> [About this exercise] Lines in the listing below containing the string "minutes" are to be identified and copied.

> [Extracted records]

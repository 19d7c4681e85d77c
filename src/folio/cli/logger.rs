use tracing_subscriber::{layer::SubscriberExt, util::SubscriberInitExt, EnvFilter};

/// Installs the stderr subscriber. `RUST_LOG` wins over `--verbose`.
pub fn init_logger(verbose: bool) {
    let default = if verbose { "folio=debug" } else { "folio=warn" };
    let filter = EnvFilter::try_from_default_env().unwrap_or_else(|_| EnvFilter::new(default));

    // try_init: a second call (tests) leaves the first subscriber in place
    let _ = tracing_subscriber::registry()
        .with(filter)
        .with(
            tracing_subscriber::fmt::layer()
                .with_writer(std::io::stderr)
                .with_target(false)
                .with_thread_ids(false)
                .with_file(false)
                .with_line_number(false)
                .compact(),
        )
        .try_init();
}
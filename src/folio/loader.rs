//! # Content Loader
//!
//! Reads post and project collections from JSON files and checks the record
//! invariants the filter engine relies on. Once a collection passes here the
//! engine trusts it and never validates again.
//!
//! A collection file is a JSON array:
//!
//! ```json
//! [
//!   {"slug": "en/go-cache", "title": "Go Cache", "excerpt": "...",
//!    "date": "2024-01-01", "tags": ["go", "cache"], "featured": true}
//! ]
//! ```
//!
//! Defaults (`featured: false`, `language: "en"`, `author: "Anonymous"`,
//! `readTime: "5 min"`) come from the serde model.

use crate::error::{FolioError, Result};
use crate::item::ContentItem;
use crate::model::{Language, Post, Project};
use crate::routes::slugify;
use std::collections::HashSet;
use std::fs;
use std::path::Path;
use tracing::{debug, warn};

/// Longest excerpt a post may carry.
pub const MAX_EXCERPT_CHARS: usize = 200;

pub fn load_posts<P: AsRef<Path>>(path: P, language: Option<Language>) -> Result<Vec<Post>> {
    let path = path.as_ref();
    let content = fs::read_to_string(path).map_err(FolioError::Io)?;
    let posts = parse_posts(&content, &path.display().to_string())?;
    let total = posts.len();

    let posts: Vec<Post> = match language {
        Some(lang) => posts.into_iter().filter(|p| p.language == lang).collect(),
        None => posts,
    };

    debug!(
        path = %path.display(),
        total,
        kept = posts.len(),
        "loaded posts"
    );
    Ok(posts)
}

pub fn load_projects<P: AsRef<Path>>(path: P) -> Result<Vec<Project>> {
    let path = path.as_ref();
    let content = fs::read_to_string(path).map_err(FolioError::Io)?;
    let projects = parse_projects(&content, &path.display().to_string())?;
    debug!(path = %path.display(), total = projects.len(), "loaded projects");
    Ok(projects)
}

pub fn parse_posts(content: &str, source_name: &str) -> Result<Vec<Post>> {
    let posts: Vec<Post> = serde_json::from_str(content).map_err(FolioError::Serialization)?;
    validate_posts(&posts, source_name)?;
    Ok(posts)
}

pub fn parse_projects(content: &str, source_name: &str) -> Result<Vec<Project>> {
    let mut projects: Vec<Project> =
        serde_json::from_str(content).map_err(FolioError::Serialization)?;

    for project in &mut projects {
        if project.slug.trim().is_empty() {
            project.slug = match project.id {
                Some(id) => format!("{}-{}", id, slugify(&project.title)),
                None => slugify(&project.title),
            };
        }
    }

    validate_projects(&projects, source_name)?;
    Ok(projects)
}

pub fn validate_posts(posts: &[Post], source_name: &str) -> Result<()> {
    for post in posts {
        let label = record_label(post);
        if post.slug.trim().is_empty() {
            return Err(FolioError::validation(source_name, format!("{}: missing slug", label)));
        }
        if post.title.trim().is_empty() {
            return Err(FolioError::validation(source_name, format!("{}: empty title", label)));
        }
        let excerpt_len = post.excerpt.chars().count();
        if excerpt_len > MAX_EXCERPT_CHARS {
            return Err(FolioError::validation(
                source_name,
                format!(
                    "{}: excerpt is {} characters, the limit is {}",
                    label, excerpt_len, MAX_EXCERPT_CHARS
                ),
            ));
        }
        if post.tags.is_empty() {
            return Err(FolioError::validation(source_name, format!("{}: no tags", label)));
        }
        warn_on_unparsable_date(post, source_name);
    }

    check_unique_ids(posts, source_name)
}

pub fn validate_projects(projects: &[Project], source_name: &str) -> Result<()> {
    for project in projects {
        let label = record_label(project);
        if project.title.trim().is_empty() {
            return Err(FolioError::validation(source_name, format!("{}: empty title", label)));
        }
        if project.category.trim().is_empty() {
            return Err(FolioError::validation(
                source_name,
                format!("{}: missing category", label),
            ));
        }
        warn_on_unparsable_date(project, source_name);
    }

    check_unique_ids(projects, source_name)
}

fn record_label<I: ContentItem>(item: &I) -> String {
    if item.id().is_empty() {
        format!("\"{}\"", item.title())
    } else {
        item.id().to_string()
    }
}

// Unparsable dates are not fatal; the item just sorts as the oldest.
fn warn_on_unparsable_date<I: ContentItem>(item: &I, source_name: &str) {
    if !item.sort_key().is_known() {
        warn!(
            source = source_name,
            item = item.id(),
            date = %item.date_label(),
            "unparsable date, item will sort as oldest"
        );
    }
}

fn check_unique_ids<I: ContentItem>(items: &[I], source_name: &str) -> Result<()> {
    let mut seen = HashSet::new();
    for item in items {
        if !seen.insert(item.id()) {
            return Err(FolioError::validation(
                source_name,
                format!("duplicate id {}", item.id()),
            ));
        }
    }
    Ok(())
}

#[cfg(test)]
mod tests {
    use super::*;

    const POSTS: &str = r#"[
        {"slug": "en/go-cache", "title": "Go Cache", "excerpt": "LRU in Go",
         "date": "2024-01-01", "tags": ["go", "cache"], "featured": true},
        {"slug": "es/parser", "title": "Parser", "excerpt": "Un parser",
         "date": "2024-06-01", "tags": ["rust"], "language": "es"}
    ]"#;

    #[test]
    fn parses_valid_posts() {
        let posts = parse_posts(POSTS, "posts.json").unwrap();
        assert_eq!(posts.len(), 2);
        assert!(posts[0].featured);
        assert!(!posts[1].featured);
    }

    #[test]
    fn rejects_long_excerpt() {
        let long = "x".repeat(MAX_EXCERPT_CHARS + 1);
        let json = format!(
            r#"[{{"slug":"a","title":"A","excerpt":"{}","date":"2024-01-01","tags":["t"]}}]"#,
            long
        );
        let err = parse_posts(&json, "posts.json").unwrap_err();
        assert!(matches!(err, FolioError::Validation { .. }));
        assert!(err.to_string().contains("excerpt"));
    }

    #[test]
    fn rejects_missing_tags_and_empty_title() {
        let no_tags = r#"[{"slug":"a","title":"A","excerpt":"e","date":"2024-01-01","tags":[]}]"#;
        assert!(parse_posts(no_tags, "p").is_err());
        let no_title = r#"[{"slug":"a","title":"  ","excerpt":"e","date":"2024-01-01","tags":["t"]}]"#;
        assert!(parse_posts(no_title, "p").is_err());
    }

    #[test]
    fn rejects_duplicate_ids() {
        let dupes = r#"[
            {"slug":"a","title":"A","excerpt":"e","date":"2024-01-01","tags":["t"]},
            {"slug":"a","title":"B","excerpt":"e","date":"2024-01-02","tags":["t"]}
        ]"#;
        let err = parse_posts(dupes, "p").unwrap_err();
        assert!(err.to_string().contains("duplicate id a"));
    }

    #[test]
    fn malformed_json_is_serialization_error() {
        let err = parse_posts("{not json", "p").unwrap_err();
        assert!(matches!(err, FolioError::Serialization(_)));
    }

    #[test]
    fn unparsable_date_is_accepted() {
        let json = r#"[{"slug":"a","title":"A","excerpt":"e","date":"soon","tags":["t"]}]"#;
        assert_eq!(parse_posts(json, "p").unwrap().len(), 1);
    }

    #[test]
    fn project_slug_derived_from_title() {
        let json = r#"[
            {"title":"Map Tiler","description":"d","category":"Web","year":2022},
            {"id":7,"title":"Shell","description":"d","category":"CLI","year":"2023"},
            {"slug":"custom","title":"X","description":"d","category":"CLI","year":2020}
        ]"#;
        let projects = parse_projects(json, "projects.json").unwrap();
        assert_eq!(projects[0].slug, "map-tiler");
        assert_eq!(projects[1].slug, "7-shell");
        assert_eq!(projects[2].slug, "custom");
    }

    #[test]
    fn rejects_project_without_category() {
        let json = r#"[{"title":"A","description":"d","category":"","year":2022}]"#;
        assert!(parse_projects(json, "p").is_err());
    }

    #[test]
    fn load_posts_filters_language() {
        let dir = tempfile::tempdir().unwrap();
        let path = dir.path().join("posts.json");
        fs::write(&path, POSTS).unwrap();

        let all = load_posts(&path, None).unwrap();
        assert_eq!(all.len(), 2);
        let es = load_posts(&path, Some(Language::Es)).unwrap();
        assert_eq!(es.len(), 1);
        assert_eq!(es[0].title, "Parser");
    }

    #[test]
    fn load_missing_file_is_io_error() {
        let dir = tempfile::tempdir().unwrap();
        let err = load_projects(dir.path().join("nope.json")).unwrap_err();
        assert!(matches!(err, FolioError::Io(_)));
    }
}
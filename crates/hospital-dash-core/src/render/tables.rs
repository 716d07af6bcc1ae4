//! List panels: patients, surgeries, doctors, operating rooms, supplies.

use super::escape;
use crate::dispatch::Action;
use crate::format::{format_day_str, or_fallback, status_class, status_label};
use crate::models::{Doctor, OperatingRoom, Patient, SurgeryStatus, Supply, Surgery};
use crate::state::{ListState, PatientsView, SurgeriesView, ALL_STATUSES};

/// Table body for a list: one row per record, the placeholder row when the
/// list loaded empty, and nothing when it never loaded or failed.
pub fn table_body<T, F>(list: &ListState<T>, columns: usize, placeholder: &str, row: F) -> String
where
    F: Fn(&T) -> String,
{
    match list {
        ListState::Loaded(rows) if rows.is_empty() => format!(
            r#"<tr><td colspan="{}" class="no-data">{}</td></tr>"#,
            columns, placeholder
        ),
        ListState::Loaded(rows) => rows.iter().map(row).collect(),
        ListState::Idle | ListState::Failed => String::new(),
    }
}

fn table(id: &str, headings: &[&str], body: String) -> String {
    let head: String = headings
        .iter()
        .map(|h| format!("<th>{}</th>", h))
        .collect();
    format!(
        r#"<table id="{}" class="table"><thead><tr>{}</tr></thead><tbody>{}</tbody></table>"#,
        id, head, body
    )
}

fn action_button(action: Action, class: &str, icon: &str) -> String {
    format!(
        r#"<button type="button" class="action-btn {}" {}><i class="fas {}"></i></button>"#,
        class,
        action.data_attrs(),
        icon
    )
}

fn dash(value: &Option<String>) -> String {
    escape(or_fallback(value, "-"))
}

pub fn patients_panel(view: &PatientsView) -> String {
    const HEADINGS: [&str; 6] = ["ID", "Name", "Gender", "Date of Birth", "Contact", "Actions"];

    let body = table_body(&view.list, HEADINGS.len(), "No patients found", patient_row);
    format!(
        r#"<div class="section-toolbar">
    <input type="text" id="patientSearch" class="form-control search-input" placeholder="Search patients..." value="{}">
    <button type="button" id="addPatientBtn" class="btn btn-primary" {}><i class="fas fa-plus"></i> Add Patient</button>
</div>{}"#,
        escape(&view.search),
        Action::AddPatient.data_attrs(),
        table("patientsTable", &HEADINGS, body)
    )
}

fn patient_row(patient: &Patient) -> String {
    let dob = match &patient.dob {
        Some(dob) if !dob.trim().is_empty() => escape(&format_day_str(dob)),
        _ => "-".to_string(),
    };
    format!(
        "<tr><td>{}</td><td>{}</td><td>{}</td><td>{}</td><td>{}</td><td>{}</td></tr>",
        patient.id,
        escape(&patient.name),
        dash(&patient.gender),
        dob,
        dash(&patient.contact_number),
        action_button(Action::ViewPatient(patient.id), "view-btn", "fa-eye")
    )
}

/// `<option>` list for the status dropdowns, with `selected` on the match.
pub fn status_options(selected: &str, include_all: bool) -> String {
    let mut options = String::new();
    if include_all {
        options.push_str(&option(ALL_STATUSES, "All Statuses", selected == ALL_STATUSES));
    }
    for status in SurgeryStatus::SELECTABLE.iter() {
        options.push_str(&option(
            status.as_str(),
            &status_label(status),
            status.as_str() == selected,
        ));
    }
    options
}

pub(crate) fn option(value: &str, label: &str, selected: bool) -> String {
    format!(
        r#"<option value="{}"{}>{}</option>"#,
        escape(value),
        if selected { " selected" } else { "" },
        escape(label)
    )
}

pub fn surgeries_panel(view: &SurgeriesView) -> String {
    const HEADINGS: [&str; 7] = ["ID", "Patient", "Doctor", "Type", "Date", "Status", "Actions"];

    let body = table_body(&view.list, HEADINGS.len(), "No surgeries found", surgery_row);
    format!(
        r#"<div class="section-toolbar">
    <input type="text" id="surgerySearch" class="form-control search-input" placeholder="Search surgeries..." value="{}">
    <select id="surgeryStatusFilter" class="form-control">{}</select>
    <input type="date" id="surgeryDateFilter" class="form-control" value="{}">
    <button type="button" id="clearSurgeryFilters" class="btn" {}>Clear Filters</button>
    <button type="button" id="scheduleSurgeryBtn" class="btn btn-primary" {}><i class="fas fa-plus"></i> Schedule Surgery</button>
</div>{}"#,
        escape(&view.search),
        status_options(view.status_filter_value(), true),
        escape(&view.date),
        Action::ClearSurgeryFilters.data_attrs(),
        Action::ScheduleSurgery.data_attrs(),
        table("surgeriesTable", &HEADINGS, body)
    )
}

/// Status pill.
pub fn status_badge(status: &SurgeryStatus) -> String {
    format!(
        r#"<span class="status-badge {}">{}</span>"#,
        escape(status.as_str()),
        escape(&status_label(status))
    )
}

fn surgery_row(surgery: &Surgery) -> String {
    format!(
        r#"<tr class="{}"><td>{}</td><td>{}</td><td>{}</td><td>{}</td><td>{}</td><td>{}</td><td>{}{}</td></tr>"#,
        status_class(&surgery.status),
        surgery.id,
        escape(&surgery.patient_name),
        escape(&surgery.doctor_name),
        escape(&surgery.surgery_type),
        escape(&format_day_str(&surgery.scheduled_date)),
        status_badge(&surgery.status),
        action_button(Action::ViewSurgery(surgery.id), "view-btn", "fa-eye"),
        action_button(Action::UpdateStatus(surgery.id), "status-btn", "fa-clock")
    )
}

pub fn doctors_panel(list: &ListState<Doctor>) -> String {
    const HEADINGS: [&str; 5] = ["ID", "Name", "Specialty", "Contact", "Email"];

    let body = table_body(list, HEADINGS.len(), "No doctors found", |doctor: &Doctor| {
        format!(
            "<tr><td>{}</td><td>Dr. {}</td><td>{}</td><td>{}</td><td>{}</td></tr>",
            doctor.id,
            escape(&doctor.name),
            dash(&doctor.specialty),
            dash(&doctor.contact_number),
            dash(&doctor.email)
        )
    });
    table("doctorsTable", &HEADINGS, body)
}

pub fn rooms_panel(list: &ListState<OperatingRoom>) -> String {
    const HEADINGS: [&str; 4] = ["ID", "Name", "Floor", "Status"];

    let body = table_body(list, HEADINGS.len(), "No operating rooms found", |room: &OperatingRoom| {
        let floor = room
            .floor
            .as_ref()
            .map(|f| escape(&f.to_string()))
            .unwrap_or_else(|| "-".to_string());
        format!(
            "<tr><td>{}</td><td>{}</td><td>{}</td><td>{}</td></tr>",
            room.id,
            escape(&room.name),
            floor,
            dash(&room.status)
        )
    });
    table("operatingRoomsTable", &HEADINGS, body)
}

pub fn supplies_panel(list: &ListState<Supply>) -> String {
    const HEADINGS: [&str; 8] = [
        "ID", "Name", "Category", "Quantity", "Min Level", "Max Level", "Status", "Actions",
    ];

    let body = table_body(list, HEADINGS.len(), "No medical supplies found", supply_row);
    table("medicalSuppliesTable", &HEADINGS, body)
}

fn supply_row(supply: &Supply) -> String {
    let (class, label) = if supply.is_low_stock() {
        ("stock-low", "Low Stock")
    } else {
        ("stock-ok", "In Stock")
    };
    let unit = escape(&supply.unit);
    format!(
        r#"<tr><td>{}</td><td>{}</td><td>{}</td><td>{} {}</td><td>{}</td><td>{}</td><td><span class="stock-badge {}">{}</span></td><td>{}</td></tr>"#,
        supply.id,
        escape(&supply.name),
        dash(&supply.category),
        supply.quantity,
        unit,
        supply.min_stock_level,
        supply.max_stock_level,
        class,
        label,
        action_button(Action::Restock(supply.id), "restock-btn", "fa-plus-circle")
    )
}
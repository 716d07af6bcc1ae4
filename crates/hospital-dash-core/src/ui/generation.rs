//! Request generation tokens.
//!
//! Every load for a region takes a ticket first; its response may only be
//! committed while that ticket is still the region's newest.

use std::collections::HashMap;

/// A part of the page filled by one kind of request.
#[derive(Debug, Clone, Copy, PartialEq, Eq, Hash)]
pub enum Region {
    Patients,
    Surgeries,
    Doctors,
    OperatingRooms,
    Supplies,
    Notifications,
    DashboardPatients,
    DashboardSurgeries,
    DashboardSupplies,
    /// Whichever dialog was opened last
    Dialog,
}

#[derive(Debug, Clone, Copy, PartialEq, Eq)]
pub struct Ticket {
    region: Region,
    generation: u64,
}

impl Ticket {
    pub fn region(&self) -> Region {
        self.region
    }
}

/// Newest generation issued per region.
#[derive(Debug, Default)]
pub struct RequestGenerations {
    latest: HashMap<Region, u64>,
}

impl RequestGenerations {
    /// Start a request, superseding any in flight for the same region.
    pub fn begin(&mut self, region: Region) -> Ticket {
        let generation = self.latest.entry(region).or_insert(0);
        *generation += 1;
        Ticket {
            region,
            generation: *generation,
        }
    }

    pub fn is_current(&self, ticket: Ticket) -> bool {
        self.latest.get(&ticket.region) == Some(&ticket.generation)
    }
}
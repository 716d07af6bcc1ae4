//! Add-patient form.

use super::{FormData, FormResult};
use crate::models::NewPatient;

/// Build a `POST /api/patients` body. Requires name and contact number.
pub fn parse_new_patient(form: &FormData) -> FormResult<NewPatient> {
    Ok(NewPatient {
        name: form.required("name", "name")?,
        gender: form.optional("gender"),
        dob: form.optional("dob"),
        blood_type: form.optional("blood_type"),
        contact_number: form.required("contact_number", "contact number")?,
        email: form.optional("email"),
        address: form.optional("address"),
        medical_history: form.optional("medical_history"),
        allergies: form.optional("allergies"),
    })
}
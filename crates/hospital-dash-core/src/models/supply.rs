//! Medical supply models.

use serde::{Deserialize, Serialize};

use super::{null_as_default, RecordId};

/// A stocked medical supply as returned by `/api/medical-supplies`.
#[derive(Debug, Clone, Serialize, Deserialize, PartialEq)]
pub struct Supply {
    pub id: RecordId,
    pub name: String,
    #[serde(default)]
    pub category: Option<String>,
    /// Unit of measure ("boxes", "units", "ml")
    #[serde(default, deserialize_with = "null_as_default")]
    pub unit: String,
    pub quantity: i64,
    pub min_stock_level: i64,
    pub max_stock_level: i64,
}

impl Supply {
    /// At or below the configured minimum.
    pub fn is_low_stock(&self) -> bool {
        self.quantity <= self.min_stock_level
    }

    /// Stock bar width in percent, rounded.
    ///
    /// Not clamped: over-stocked items report more than 100. `None` when the
    /// maximum is not positive.
    pub fn stock_percentage(&self) -> Option<i64> {
        if self.max_stock_level <= 0 {
            return None;
        }
        Some((self.quantity as f64 / self.max_stock_level as f64 * 100.0).round() as i64)
    }

    /// Only supplies with something on the shelf can be booked for a surgery.
    pub fn is_bookable(&self) -> bool {
        self.quantity > 0
    }

    /// "Gauze (12 boxes available)"
    pub fn option_label(&self) -> String {
        format!("{} ({} {} available)", self.name, self.quantity, self.unit)
    }
}

/// Body of `PUT /api/medical-supplies/{id}/restock`.
#[derive(Debug, Clone, Serialize, Deserialize, PartialEq)]
pub struct Restock {
    pub amount: u32,
}
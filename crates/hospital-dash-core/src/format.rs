//! Display formatting for raw field values.

use chrono::{DateTime, NaiveDate, NaiveDateTime, Utc};

use crate::models::{non_blank, NotificationKind, SurgeryStatus};

/// Parse the leading `YYYY-MM-DD` of a date or datetime string.
pub fn parse_day(raw: &str) -> Option<NaiveDate> {
    let head = raw.trim().get(..10)?;
    NaiveDate::parse_from_str(head, "%Y-%m-%d").ok()
}

/// "Mar 7, 2026"
pub fn format_date(day: NaiveDate) -> String {
    day.format("%b %-d, %Y").to_string()
}

/// Format a raw date string, falling back to the raw text when unparseable.
pub fn format_day_str(raw: &str) -> String {
    parse_day(raw).map(format_date).unwrap_or_else(|| raw.to_string())
}

/// "Today", "Tomorrow", or the formatted date.
pub fn day_label(day: NaiveDate, today: NaiveDate) -> String {
    if day == today {
        "Today".into()
    } else if today.succ_opt() == Some(day) {
        "Tomorrow".into()
    } else {
        format_date(day)
    }
}

/// Human label for a surgery status.
pub fn status_label(status: &SurgeryStatus) -> String {
    match status {
        SurgeryStatus::Scheduled => "Scheduled".into(),
        SurgeryStatus::InProgress => "In Progress".into(),
        SurgeryStatus::Completed => "Completed".into(),
        SurgeryStatus::Cancelled => "Cancelled".into(),
        SurgeryStatus::Postponed => "Postponed".into(),
        SurgeryStatus::Other(raw) => capitalize(raw),
    }
}

/// Row class for a surgery status.
pub fn status_class(status: &SurgeryStatus) -> &'static str {
    match status {
        SurgeryStatus::Scheduled => "status-scheduled",
        SurgeryStatus::InProgress => "status-in-progress",
        SurgeryStatus::Completed => "status-completed",
        SurgeryStatus::Cancelled => "status-cancelled",
        SurgeryStatus::Postponed => "status-postponed",
        SurgeryStatus::Other(_) => "",
    }
}

/// Icon class for a notification kind.
pub fn notification_icon(kind: &NotificationKind) -> &'static str {
    match kind {
        NotificationKind::Surgery => "fa-calendar-alt",
        NotificationKind::Patient => "fa-user",
        NotificationKind::Supply => "fa-box-open",
        NotificationKind::Alert => "fa-exclamation-circle",
        NotificationKind::Other(_) => "fa-bell",
    }
}

/// Parse a backend timestamp. Naive timestamps are taken as UTC.
pub fn parse_timestamp(raw: &str) -> Option<DateTime<Utc>> {
    let raw = raw.trim();
    if let Ok(dt) = DateTime::parse_from_rfc3339(raw) {
        return Some(dt.with_timezone(&Utc));
    }
    ["%Y-%m-%dT%H:%M:%S%.f", "%Y-%m-%d %H:%M:%S%.f", "%Y-%m-%dT%H:%M"]
        .iter()
        .find_map(|fmt| NaiveDateTime::parse_from_str(raw, fmt).ok())
        .map(|naive| naive.and_utc())
}

/// Relative label: "just now", "5 minutes ago", "1 day ago", "2 months ago".
///
/// Months are 30 days. Future timestamps read as "just now".
pub fn time_ago(then: DateTime<Utc>, now: DateTime<Utc>) -> String {
    let seconds = (now - then).num_seconds();
    if seconds < 60 {
        return "just now".into();
    }

    let minutes = seconds / 60;
    if minutes < 60 {
        return plural(minutes, "minute");
    }

    let hours = minutes / 60;
    if hours < 24 {
        return plural(hours, "hour");
    }

    let days = hours / 24;
    if days < 30 {
        return plural(days, "day");
    }

    plural(days / 30, "month")
}

/// `time_ago` over a raw timestamp; unparseable input is shown as-is.
pub fn time_ago_str(raw: &str, now: DateTime<Utc>) -> String {
    parse_timestamp(raw)
        .map(|then| time_ago(then, now))
        .unwrap_or_else(|| raw.to_string())
}

/// The value, or `fallback` when missing or blank.
pub fn or_fallback<'a>(value: &'a Option<String>, fallback: &'a str) -> &'a str {
    non_blank(value).unwrap_or(fallback)
}

fn plural(n: i64, unit: &str) -> String {
    format!("{} {}{} ago", n, unit, if n > 1 { "s" } else { "" })
}

fn capitalize(raw: &str) -> String {
    let mut chars = raw.chars();
    match chars.next() {
        Some(first) => first.to_uppercase().chain(chars).collect(),
        None => String::new(),
    }
}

> [Answer to the exercise]
/// Relative label: "just now", "5 minutes ago", "1 day ago", "2 months ago".
    let minutes = seconds / 60;
    if minutes < 60 {
        return plural(minutes, "minute");
    let hours = minutes / 60;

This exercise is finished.